Children’s literature seems to be quite a broad category. Salt to the Sea has a place in children’s literature. It certainly does since it meets all the criteria. Salt to the Sea can provide both instruction and delight (Hunt, 2009, p. 18-19). Besides the literary merit and recognition reflected in a prestigious award, children’s books should widen children’s horizons on cultural and historical diversity, raise awareness on stereotypes and individual differences regarding gender, race, religion, nationality, disabilities, morality through fantasy or realism (Burgess & Jones, AV1: 1.3) and in this case, historical realism. This can be translated into the creative use of literary devices that are simple for the young reader to grasp, such as narration and of course recognition and prizes.
Salt to the Sea has won the Carnegie award. This verifies its literary merit. The Carnegie award was established in 1994 and it is given to books addressed to young adults that fulfill the criteria of outstanding writing reflected to its plot, characterization and style. In other words, the Carnegie award has the same criteria of judging the value of the book as Vardell (2014), Ringrose (2009), Hunt (2009) and many other researchers claim. Despite the complaints that the winning novels are mostly for adults and that there is a preference towards a more conventional writing, I would say that Salt to the Sea is outstanding in its plot, characterization and style that is far from conventional. The elements that a book should have in order to attract its readers are: realism regarding the setting, the dialogues and social values of the era the story is set, a good storytelling that blends fiction and reality successfully and whose realism does not limit imagination- something that Gavin (2009) pointed out as well,-an effective narrative that reflects the children’s point of view and can be enjoyed by both adults and children as well as the ambition to motivate children into reading. Therefore, it is obvious that from the 20th century, the tendency in literature is realism.

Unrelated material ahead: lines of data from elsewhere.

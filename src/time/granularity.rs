use chrono::{DateTime, Datelike, Days, NaiveDate, NaiveDateTime, NaiveTime, TimeZone};
use polars::prelude::PlSmallStr;
use serde::{Deserialize, Serialize};
use strum::{Display, EnumIter, EnumString, IntoStaticStr};

use crate::{
    error::{ConfigError, PanelwiseResult},
    table::TimeTable,
    time::{bounds::Bounds, offset::CalendarOffset, zone::localize},
};

/// Calendar bucket size of a panel.
///
/// Each variant owns two rules: how a timestamp is clamped to the start of its bucket, and how
/// the evaluation window is placed relative to the most recent observation.
#[derive(
    Debug,
    Clone,
    Copy,
    PartialEq,
    Eq,
    Hash,
    Serialize,
    Deserialize,
    Display,
    EnumString,
    EnumIter,
    IntoStaticStr,
)]
#[strum(serialize_all = "snake_case")]
#[serde(rename_all = "snake_case")]
pub enum Granularity {
    /// Buckets start at midnight.
    Daily,
    /// Buckets start at midnight on Monday.
    Weekly,
    /// Buckets start at midnight on the first day of the month.
    Monthly,
}

impl Granularity {
    pub fn is_daily(&self) -> bool {
        matches!(self, Self::Daily)
    }

    pub fn is_weekly(&self) -> bool {
        matches!(self, Self::Weekly)
    }

    pub fn is_monthly(&self) -> bool {
        matches!(self, Self::Monthly)
    }

    /// Window size used when a panel is built without an explicit one.
    pub fn default_window(&self) -> u32 {
        match self {
            Self::Daily => 7,
            Self::Weekly => 6,
            Self::Monthly => 12,
        }
    }

    /// Distance between two consecutive bucket starts.
    pub fn increment(&self) -> CalendarOffset {
        match self {
            Self::Daily => CalendarOffset::days(1),
            Self::Weekly => CalendarOffset::weeks(1),
            Self::Monthly => CalendarOffset::months(1),
        }
    }

    /// Maps a wall-clock timestamp to the start of its bucket.
    ///
    /// Idempotent: `clamp(clamp(t)) == clamp(t)`.
    pub fn clamp(&self, ts: NaiveDateTime) -> NaiveDateTime {
        let date = ts.date();
        let start = match self {
            Self::Daily => date,
            Self::Weekly => {
                let since_monday = u64::from(date.weekday().num_days_from_monday());
                date.checked_sub_days(Days::new(since_monday))
                    .unwrap_or(NaiveDate::MIN)
            }
            Self::Monthly => date.with_day(1).unwrap_or(date),
        };
        start.and_time(NaiveTime::MIN)
    }

    /// Clamps an aware timestamp, keeping its time zone.
    pub fn clamp_in<Z: TimeZone>(&self, ts: &DateTime<Z>) -> DateTime<Z> {
        localize(&ts.timezone(), self.clamp(ts.naive_local()))
    }

    /// Places a window of `window_size` buckets relative to `reference`.
    ///
    /// Daily windows end at the start of the reference day, so the reference day itself is
    /// excluded. Weekly and monthly windows end at the start of the bucket after the reference,
    /// so the (possibly incomplete) current week or month is included.
    pub fn window_ending_at(
        &self,
        reference: NaiveDateTime,
        window_size: u32,
    ) -> PanelwiseResult<Bounds> {
        if window_size == 0 {
            return Err(ConfigError::InvalidWindowSize(window_size).into());
        }

        let start = self.clamp(reference);
        let latest = match self {
            Self::Daily => start,
            Self::Weekly | Self::Monthly => self.increment().add_to(start)?,
        };

        let span = self
            .increment()
            .checked_mul(window_size)
            .ok_or(ConfigError::InvalidWindowSize(window_size))?;
        let earliest = span.sub_from(latest)?;

        Bounds::new(earliest, latest)
    }

    /// Computes the window for `table`, anchored on the latest row that has an observed value in
    /// any of `columns`.
    pub fn bounds(
        &self,
        table: &TimeTable,
        columns: &[PlSmallStr],
        window_size: u32,
    ) -> PanelwiseResult<Bounds> {
        let reference = table.latest_observed(columns)?;
        self.window_ending_at(reference, window_size)
    }

    /// Tick label for a bucket start.
    pub fn bucket_label(&self, bucket: NaiveDateTime) -> String {
        let pattern = match self {
            Self::Daily => "%m/%d",
            Self::Weekly => "Wk\n%m/%d",
            Self::Monthly => "%b",
        };
        bucket.format(pattern).to_string()
    }
}

#[cfg(test)]
mod tests {
    use super::*;
    use chrono::{Duration, FixedOffset};
    use strum::IntoEnumIterator;

    // ============================================================================================
    // Helper Functions
    // ============================================================================================

    fn at(year: i32, month: u32, day: u32, hour: u32, min: u32) -> NaiveDateTime {
        NaiveDate::from_ymd_opt(year, month, day)
            .unwrap()
            .and_hms_opt(hour, min, 0)
            .unwrap()
    }

    fn midnight(year: i32, month: u32, day: u32) -> NaiveDateTime {
        at(year, month, day, 0, 0)
    }

    /// Every hour over a bit more than two years, crossing a leap day and month ends.
    fn sample_timestamps() -> impl Iterator<Item = NaiveDateTime> {
        let start = at(2022, 12, 25, 5, 17);
        (0..(24 * 800)).map(move |h| start + Duration::hours(h))
    }

    // ============================================================================================
    // Clamp
    // ============================================================================================

    #[test]
    fn daily_clamps_to_midnight() {
        assert_eq!(
            Granularity::Daily.clamp(at(2023, 7, 9, 12, 0)),
            midnight(2023, 7, 9)
        );
    }

    #[test]
    fn weekly_clamps_to_previous_monday() {
        // 2023-07-09 is a Sunday.
        assert_eq!(
            Granularity::Weekly.clamp(midnight(2023, 7, 9)),
            midnight(2023, 7, 3)
        );
        // Monday midnight maps to itself.
        assert_eq!(
            Granularity::Weekly.clamp(midnight(2023, 7, 3)),
            midnight(2023, 7, 3)
        );
        // Weeks straddle month and year ends.
        assert_eq!(
            Granularity::Weekly.clamp(at(2023, 1, 1, 23, 59)),
            midnight(2022, 12, 26)
        );
    }

    #[test]
    fn monthly_clamps_to_first_of_month() {
        assert_eq!(
            Granularity::Monthly.clamp(midnight(2023, 7, 9)),
            midnight(2023, 7, 1)
        );
        assert_eq!(
            Granularity::Monthly.clamp(at(2024, 2, 29, 18, 45)),
            midnight(2024, 2, 1)
        );
    }

    #[test]
    fn copied_granularity_clamps_a_single_timestamp() {
        let granularity = Granularity::Monthly;
        let starts = [at(2023, 7, 9, 12, 0), at(2023, 8, 31, 23, 59)]
            .into_iter()
            .map(|ts| granularity.clamp(ts))
            .collect::<Vec<_>>();
        assert_eq!(starts, vec![midnight(2023, 7, 1), midnight(2023, 8, 1)]);
    }

    #[test]
    fn clamp_is_idempotent() {
        for granularity in Granularity::iter() {
            for ts in sample_timestamps() {
                let once = granularity.clamp(ts);
                assert_eq!(granularity.clamp(once), once, "{granularity} at {ts}");
            }
        }
    }

    #[test]
    fn clamp_is_constant_within_a_bucket() {
        for granularity in Granularity::iter() {
            for ts in sample_timestamps() {
                let start = granularity.clamp(ts);
                let next = granularity.increment().add_to(start).unwrap();

                assert!(start <= ts && ts < next, "{granularity}: {ts} outside its bucket");
                assert_eq!(granularity.clamp(next - Duration::seconds(1)), start);
            }
        }
    }

    #[test]
    fn clamp_in_keeps_the_offset() {
        let offset = FixedOffset::east_opt(5 * 3600 + 1800).unwrap();
        let ts = offset.with_ymd_and_hms(2023, 7, 9, 2, 15, 0).unwrap();

        let clamped = Granularity::Weekly.clamp_in(&ts);

        assert_eq!(clamped.offset(), &offset);
        assert_eq!(clamped.naive_local(), midnight(2023, 7, 3));
    }

    #[test]
    fn clamp_in_uses_local_calendar_day() {
        let tz = chrono_tz::America::Los_Angeles;
        // 2023-07-01 03:00 UTC is still June 30th in Los Angeles.
        let ts = chrono::Utc
            .with_ymd_and_hms(2023, 7, 1, 3, 0, 0)
            .unwrap()
            .with_timezone(&tz);

        let clamped = Granularity::Monthly.clamp_in(&ts);

        assert_eq!(clamped.naive_local(), midnight(2023, 6, 1));
        assert_eq!(clamped.timezone(), tz);
    }

    // ============================================================================================
    // Windows
    // ============================================================================================

    #[test]
    fn monthly_window_includes_current_month() {
        let bounds = Granularity::Monthly
            .window_ending_at(midnight(2023, 7, 9), 13)
            .unwrap();
        assert_eq!(bounds.earliest(), midnight(2022, 7, 1));
        assert_eq!(bounds.latest(), midnight(2023, 8, 1));
    }

    #[test]
    fn weekly_window_includes_current_week() {
        let bounds = Granularity::Weekly
            .window_ending_at(midnight(2023, 7, 9), 3)
            .unwrap();
        assert_eq!(bounds.earliest(), midnight(2023, 6, 19));
        assert_eq!(bounds.latest(), midnight(2023, 7, 10));
    }

    #[test]
    fn daily_window_stops_before_reference_day() {
        let bounds = Granularity::Daily
            .window_ending_at(at(2023, 7, 9, 18, 30), 13)
            .unwrap();
        assert_eq!(bounds.earliest(), midnight(2023, 6, 26));
        assert_eq!(bounds.latest(), midnight(2023, 7, 9));
        assert!(!bounds.contains(at(2023, 7, 9, 18, 30)));
    }

    #[test]
    fn windows_are_never_empty() {
        for granularity in Granularity::iter() {
            for window in 1..=15 {
                for ts in sample_timestamps().step_by(97) {
                    let bounds = granularity.window_ending_at(ts, window).unwrap();
                    assert!(bounds.earliest() < bounds.latest());
                }
            }
        }
    }

    #[test]
    fn zero_window_is_a_config_error() {
        let err = Granularity::Weekly
            .window_ending_at(midnight(2023, 7, 9), 0)
            .unwrap_err();
        assert!(err.is_config());
    }

    // ============================================================================================
    // Labels & Parsing
    // ============================================================================================

    #[test]
    fn bucket_labels_follow_granularity() {
        let ts = midnight(2023, 7, 3);
        assert_eq!(Granularity::Daily.bucket_label(ts), "07/03");
        assert_eq!(Granularity::Weekly.bucket_label(ts), "Wk\n07/03");
        assert_eq!(Granularity::Monthly.bucket_label(ts), "Jul");
    }

    #[test]
    fn parses_from_snake_case() {
        assert_eq!("weekly".parse::<Granularity>().unwrap(), Granularity::Weekly);
        assert_eq!(Granularity::Monthly.to_string(), "monthly");
    }
}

Salt to the Sea belongs to the category of children’s historical fiction and it certainly fits the criteria of literary merit and the Carnegie award that will be analysed ahead. However, before I examine the suitability of the novel in children’s literature tradition and history, it would be helpful to examine the controversies within those areas.
What can be considered children’s literature?
Hunt (2009) explains that there is no specific definition of what can be considered children’s literature. He believes that the myth of what should be considered good and bad or inferior and superior should belong to the past and that the child-centered approach in writing a children’s book seems to be the most preferable one.
Salt to the Sea, narrates four children’s point of view while they flee from Prussian Germany during the WWW II and end up as witnesses and survivors to the most tragic shipwreck in history, that of Wilhelm Gustloff.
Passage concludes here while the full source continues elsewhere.